Finally, there was the bomber himself: Akbarzhon Dzhalilov, 22, a member of the Uzbek minority in the troubled city of Osh, in southern Kyrgyzstan, who came to St. Petersburg six years ago after obtaining Russian citizenship through his father.

He blossomed into a car mechanic. About the only signs of radicalization were a few links to Islamist websites on his social media pages, and one source told Interfax that he seemed to have returned from a rare visit home in February a changed man — sullen and withdrawn.

How he became radicalized — yet another in a line of lone wolves that have left a bloody trail around the globe — is part of the investigation. His father and mother arrived in St. Petersburg on Wednesday to identify the body and to speak with investigators. “I do not believe it,” was all the mother told reporters upon arrival, according to Interfax.

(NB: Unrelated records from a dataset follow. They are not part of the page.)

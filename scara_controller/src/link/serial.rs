//! Serial transport.
//!
//! A background thread performs the blocking reads and forwards byte chunks
//! over a bounded `crossbeam-channel`; the control loop drains it with
//! `try_recv` and never blocks on input. Replies are written line by line.
//!
//! The port path `-` selects stdin/stdout. A device path that is a terminal
//! is switched to raw mode at the configured baud rate; anything else (a
//! FIFO, a pty stand-in, a plain file) is used as is.

use std::fs::{File, OpenOptions};
use std::io::{self, Read, Write};
use std::thread::{self, JoinHandle};

use crossbeam_channel::{Receiver, TryRecvError};
use nix::errno::Errno;
use nix::sys::termios::{self, BaudRate, SetArg};
use scara_common::protocol::Reply;
use tracing::{debug, info, warn};

use crate::error::LinkError;

/// Port name that selects the process's stdin/stdout.
pub const STDIO_PORT: &str = "-";

/// Chunks buffered between the reader thread and the loop.
const CHANNEL_DEPTH: usize = 64;

const READ_CHUNK: usize = 256;

/// Bidirectional line link to the host.
pub struct SerialLink {
    rx: Receiver<Vec<u8>>,
    writer: Box<dyn Write + Send>,
    reader: Option<JoinHandle<()>>,
}

impl SerialLink {
    /// Open `port` (a device path or [`STDIO_PORT`]) at `baud_rate`.
    pub fn open(port: &str, baud_rate: u32) -> Result<Self, LinkError> {
        if port == STDIO_PORT {
            info!("serial link on stdin/stdout");
            return Ok(Self::from_parts(io::stdin(), io::stdout()));
        }

        let open_err = |source| LinkError::Open {
            port: port.to_string(),
            source,
        };
        let device = OpenOptions::new()
            .read(true)
            .write(true)
            .open(port)
            .map_err(open_err)?;
        configure_line(&device, baud_rate).map_err(|source| LinkError::Configure {
            port: port.to_string(),
            source,
        })?;
        let writer = device.try_clone().map_err(open_err)?;
        info!(port, baud_rate, "serial link open");
        Ok(Self::from_parts(device, writer))
    }

    /// Build a link over any reader/writer pair.
    pub fn from_parts<R, W>(reader: R, writer: W) -> Self
    where
        R: Read + Send + 'static,
        W: Write + Send + 'static,
    {
        let (tx, rx) = crossbeam_channel::bounded(CHANNEL_DEPTH);
        let handle = thread::Builder::new()
            .name("serial-reader".to_string())
            .spawn(move || read_loop(reader, tx))
            .map_err(|e| warn!("failed to spawn serial reader: {e}"))
            .ok();
        Self {
            rx,
            writer: Box::new(writer),
            reader: handle,
        }
    }

    /// Next received chunk, if any. Never blocks.
    ///
    /// Returns [`LinkError::Closed`] once the reader has exited and every
    /// chunk has been drained.
    pub fn poll(&self) -> Result<Option<Vec<u8>>, LinkError> {
        match self.rx.try_recv() {
            Ok(chunk) => Ok(Some(chunk)),
            Err(TryRecvError::Empty) => Ok(None),
            Err(TryRecvError::Disconnected) => Err(LinkError::Closed),
        }
    }

    /// Write one reply line.
    pub fn send(&mut self, reply: &Reply) -> Result<(), LinkError> {
        writeln!(self.writer, "{reply}")?;
        self.writer.flush()?;
        Ok(())
    }
}

impl Drop for SerialLink {
    fn drop(&mut self) {
        // The reader may be parked in a blocking read; detach it.
        if let Some(handle) = self.reader.take() {
            if handle.is_finished() {
                let _ = handle.join();
            }
        }
    }
}

fn baud_rate(rate: u32) -> Option<BaudRate> {
    Some(match rate {
        1_200 => BaudRate::B1200,
        2_400 => BaudRate::B2400,
        4_800 => BaudRate::B4800,
        9_600 => BaudRate::B9600,
        19_200 => BaudRate::B19200,
        38_400 => BaudRate::B38400,
        57_600 => BaudRate::B57600,
        115_200 => BaudRate::B115200,
        230_400 => BaudRate::B230400,
        460_800 => BaudRate::B460800,
        921_600 => BaudRate::B921600,
        _ => return None,
    })
}

/// Raw mode at `rate`. Devices that are not terminals are left untouched.
fn configure_line(device: &File, rate: u32) -> io::Result<()> {
    let speed = baud_rate(rate).ok_or_else(|| {
        io::Error::new(io::ErrorKind::InvalidInput, format!("unsupported baud rate {rate}"))
    })?;
    let mut attrs = match termios::tcgetattr(device) {
        Ok(attrs) => attrs,
        Err(Errno::ENOTTY) => {
            warn!("serial device is not a terminal, line settings not applied");
            return Ok(());
        }
        Err(e) => return Err(e.into()),
    };
    termios::cfmakeraw(&mut attrs);
    termios::cfsetspeed(&mut attrs, speed)?;
    termios::tcsetattr(device, SetArg::TCSANOW, &attrs)?;
    debug!(rate, "serial line configured");
    Ok(())
}

fn read_loop<R: Read>(mut reader: R, tx: crossbeam_channel::Sender<Vec<u8>>) {
    let mut buf = [0u8; READ_CHUNK];
    loop {
        match reader.read(&mut buf) {
            Ok(0) => {
                debug!("serial input reached end of stream");
                break;
            }
            Ok(n) => {
                if tx.send(buf[..n].to_vec()).is_err() {
                    break;
                }
            }
            Err(e) if e.kind() == io::ErrorKind::Interrupted => continue,
            Err(e) => {
                warn!("serial read failed: {e}");
                break;
            }
        }
    }
}
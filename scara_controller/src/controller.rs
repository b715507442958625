//! The controller: owns all motion state and runs one tick at a time.
//!
//! ## Tick Order
//!
//! 1. Take at most one complete input line, parse and dispatch it. A
//!    received `E` jumps the queue and is taken first
//! 2. Poll the interlock inputs; a trip halts and latches
//! 3. Advance each axis channel by at most one step, forwarding it to the HAL
//! 4. Advance the sequencer, then flush a pending gripper write
//! 5. Emit `STATUS:` when the telemetry interval has elapsed
//!
//! All mutation happens inside [`Controller::tick`]; nothing here blocks.

use std::time::Duration;

use scara_common::config::{ConfigError, ControllerConfig, MotionConfig};
use scara_common::consts::{AXIS_COUNT, MAX_QUEUED_LINES};
use scara_common::hal::{Axis, MotionHal};
use scara_common::protocol::{Command, CommandError, Reply};
use scara_common::units::UnitConverter;
use tracing::{info, trace, warn};

use crate::axis::AxisMotionChannel;
use crate::command::parser::CommandParser;
use crate::error::AxisError;
use crate::gripper::GripperChannel;
use crate::link::LineBuffer;
use crate::safety::{InterlockState, SafetyMonitor};
use crate::sequencer::{MotionPlant, SequenceParams, Sequencer};
use crate::state::RobotState;
use crate::status::StatusPublisher;
use crate::vision::ObjectTable;

// ─── Motion Stage ───────────────────────────────────────────────────

/// Axis channels, gripper and the mapping from host units to steps.
#[derive(Debug, Clone)]
pub struct MotionStage {
    axes: [AxisMotionChannel; AXIS_COUNT],
    gripper: GripperChannel,
    units: UnitConverter,
    limits: MotionConfig,
}

impl MotionStage {
    pub fn new(config: &ControllerConfig) -> Self {
        let limits = config.motion;
        let speed = limits.speed_steps(limits.default_speed);
        let accel = limits.accel_steps(limits.default_accel);
        Self {
            axes: Axis::ALL.map(|axis| AxisMotionChannel::new(axis, speed, accel)),
            gripper: GripperChannel::new(config.gripper.initial_angle),
            units: UnitConverter::new(&config.mechanics),
            limits,
        }
    }

    #[inline]
    pub fn axis(&self, axis: Axis) -> &AxisMotionChannel {
        &self.axes[axis.index()]
    }

    #[inline]
    pub const fn gripper(&self) -> &GripperChannel {
        &self.gripper
    }

    #[inline]
    pub const fn units(&self) -> &UnitConverter {
        &self.units
    }

    /// Whether any channel has steps pending.
    pub fn any_active(&self) -> bool {
        self.axes.iter().any(AxisMotionChannel::is_active)
    }

    /// Step-derived position of `axis` [mm].
    pub fn physical_mm(&self, axis: Axis) -> f64 {
        self.units.to_mm(self.axis(axis).position())
    }

    /// Start a single-axis move to `mm` at a 0–100 speed setting.
    pub fn move_axis(&mut self, axis: Axis, mm: f64, speed: u8) -> Result<(), AxisError> {
        let steps = self.units.to_steps(mm);
        let channel = &mut self.axes[axis.index()];
        channel.move_to(steps)?;
        channel.set_max_speed(self.limits.speed_steps(speed));
        Ok(())
    }

    /// Apply a 0–100 acceleration setting to every channel.
    pub fn set_accel_percent(&mut self, percent: u8) {
        let accel = self.limits.accel_steps(percent);
        for channel in &mut self.axes {
            channel.set_acceleration(accel);
        }
    }

    pub fn set_gripper(&mut self, angle: f64) {
        self.gripper.set(angle);
    }

    /// Stop every channel and refuse targets until released.
    pub fn inhibit_all(&mut self) {
        for channel in &mut self.axes {
            channel.inhibit();
        }
    }

    pub fn release_all(&mut self) {
        for channel in &mut self.axes {
            channel.release();
        }
    }

    /// Advance every channel one tick and forward the steps to the HAL.
    fn tick<H: MotionHal + ?Sized>(&mut self, dt: f64, hal: &mut H) {
        for channel in &mut self.axes {
            if let Some(direction) = channel.tick(dt) {
                hal.step(channel.axis(), direction);
            }
        }
    }
}

impl MotionPlant for MotionStage {
    fn axes_idle(&self) -> bool {
        !self.any_active()
    }

    fn begin_move(&mut self, x: f64, y: f64, z: f64, speed: u8) -> Result<(), AxisError> {
        for (axis, mm) in [(Axis::X, x), (Axis::Y, y), (Axis::Z, z)] {
            self.move_axis(axis, mm, speed)?;
        }
        Ok(())
    }

    fn set_gripper(&mut self, angle: f64) {
        MotionStage::set_gripper(self, angle);
    }
}

// ─── Controller ─────────────────────────────────────────────────────

/// Motion control and command protocol engine.
#[derive(Debug)]
pub struct Controller {
    pub(crate) parser: CommandParser,
    pub(crate) state: RobotState,
    pub(crate) motion: MotionStage,
    pub(crate) sequencer: Sequencer,
    pub(crate) monitor: SafetyMonitor,
    pub(crate) objects: ObjectTable,
    pub(crate) params: SequenceParams,
    publisher: StatusPublisher,
    lines: LineBuffer,
    inbox: heapless::Deque<Result<String, CommandError>, MAX_QUEUED_LINES>,
    /// `E` lines received but not yet dispatched.
    pending_stops: usize,
}

impl Controller {
    /// Build from a configuration; the configuration is validated first.
    pub fn new(config: &ControllerConfig) -> Result<Self, ConfigError> {
        config.validate()?;
        let objects = ObjectTable::from_config(&config.vision, &config.workspace)
            .map_err(|e| ConfigError::ValidationError(format!("vision: {e}")))?;

        let params = SequenceParams::new(&config.sequence, &config.gripper);
        info!(
            steps_per_mm = UnitConverter::new(&config.mechanics).steps_per_mm(),
            objects = objects.len(),
            "controller initialised"
        );

        Ok(Self {
            parser: CommandParser::new(config.workspace),
            state: RobotState::new(config),
            motion: MotionStage::new(config),
            sequencer: Sequencer::new(params.settle),
            monitor: SafetyMonitor::new(),
            objects,
            params,
            publisher: StatusPublisher::new(Duration::from_millis(config.status.interval_ms)),
            lines: LineBuffer::new(),
            inbox: heapless::Deque::new(),
            pending_stops: 0,
        })
    }

    #[inline]
    pub const fn state(&self) -> &RobotState {
        &self.state
    }

    #[inline]
    pub const fn motion(&self) -> &MotionStage {
        &self.motion
    }

    #[inline]
    pub fn axis(&self, axis: Axis) -> &AxisMotionChannel {
        self.motion.axis(axis)
    }

    #[inline]
    pub const fn interlock(&self) -> InterlockState {
        self.monitor.state()
    }

    #[inline]
    pub const fn sequencer(&self) -> &Sequencer {
        &self.sequencer
    }

    #[inline]
    pub const fn objects(&self) -> &ObjectTable {
        &self.objects
    }

    /// Complete lines waiting for dispatch.
    #[inline]
    pub fn queued_lines(&self) -> usize {
        self.inbox.len() + self.pending_stops
    }

    /// No queued input, no motion, no sequence.
    pub fn is_idle(&self) -> bool {
        self.queued_lines() == 0 && !self.motion.any_active() && !self.sequencer.is_busy()
    }

    /// Feed raw bytes from the link.
    ///
    /// An emergency stop line is set aside to be dispatched ahead of the
    /// queue. A line arriving while the queue is full is refused at once
    /// with `input overflow`.
    pub fn feed(&mut self, bytes: &[u8], out: &mut Vec<Reply>) {
        for &byte in bytes {
            let Some(input) = self.lines.push(byte) else {
                continue;
            };
            if let Ok(line) = &input {
                if matches!(self.parser.parse(line), Ok(Command::EmergencyStop)) {
                    self.pending_stops += 1;
                    continue;
                }
            }
            if let Err(refused) = self.inbox.push_back(input) {
                let raw = match &refused {
                    Ok(line) => line.trim(),
                    Err(err) => err.raw.as_str(),
                };
                warn!(raw, queued = self.inbox.len(), "input queue full");
                out.push(Reply::Error(CommandError::protocol("input overflow", raw)));
            }
        }
    }

    /// The link has closed; report a trailing line that never got its
    /// terminator.
    pub fn close_input(&mut self, out: &mut Vec<Reply>) {
        if let Some(err) = self.lines.finish() {
            warn!(%err, "input closed mid-line");
            out.push(Reply::Error(err));
        }
    }

    /// Run one control cycle. Replies and notifications are appended to `out`.
    pub fn tick<H: MotionHal + ?Sized>(&mut self, dt: Duration, hal: &mut H, out: &mut Vec<Reply>) {
        // 1. Command
        if self.pending_stops > 0 {
            self.pending_stops -= 1;
            self.dispatch(Command::EmergencyStop, "E", hal, out);
        } else if let Some(input) = self.inbox.pop_front() {
            match input {
                Ok(line) => self.dispatch_line(&line, hal, out),
                Err(err) => {
                    warn!(%err, "input rejected");
                    out.push(Reply::Error(err));
                }
            }
        }

        // 2. Safety
        if let Some(cause) = self.monitor.check(hal.read_inputs()) {
            out.push(cause.notification());
            self.halt(out);
        }

        // 3. Axes
        self.motion.tick(dt.as_secs_f64(), hal);

        // 4. Sequencer
        if let Some(reply) = self.sequencer.tick(dt, &mut self.motion) {
            out.push(reply);
        }
        if let Some(angle) = self.motion.gripper.take_pending() {
            trace!(angle, "gripper write");
            hal.set_gripper(angle);
        }
        self.state.grip = self.motion.gripper.angle();
        let moving = self.motion.any_active() || self.sequencer.is_busy();
        self.state.is_moving = moving;
        self.monitor.update_motion(moving);

        // 5. Telemetry
        if self.publisher.tick(dt) {
            out.push(Reply::Status(self.state.status_report()));
        }
    }

    /// Stop everything, latch, and abort the active sequence.
    ///
    /// The recorded position snaps to where the axes actually stopped.
    pub(crate) fn halt(&mut self, out: &mut Vec<Reply>) {
        self.motion.inhibit_all();
        for axis in Axis::ALL {
            self.state.set_position(axis, self.motion.physical_mm(axis));
        }
        self.state.emergency_stop = true;
        self.state.is_moving = false;
        if let Some(reply) = self.sequencer.abort() {
            out.push(reply);
        }
        warn!(
            x = self.state.x,
            y = self.state.y,
            z = self.state.z,
            "motion halted, emergency latch set"
        );
    }
}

The names of the deceased have dribbled out slowly; the list was still incomplete by Wednesday morning, and the families were supposed to begin receiving their remains later in the day. Their relatives, as well as the injured, were mostly being shielded from public view at the various hospitals to which they were admitted. Dozens remained hospitalized.

Mr. Veprentsev, lying under a blanket at City Hospital No. 26 in St. Petersburg, answered a steady stream of telephone calls from friends inquiring about his health.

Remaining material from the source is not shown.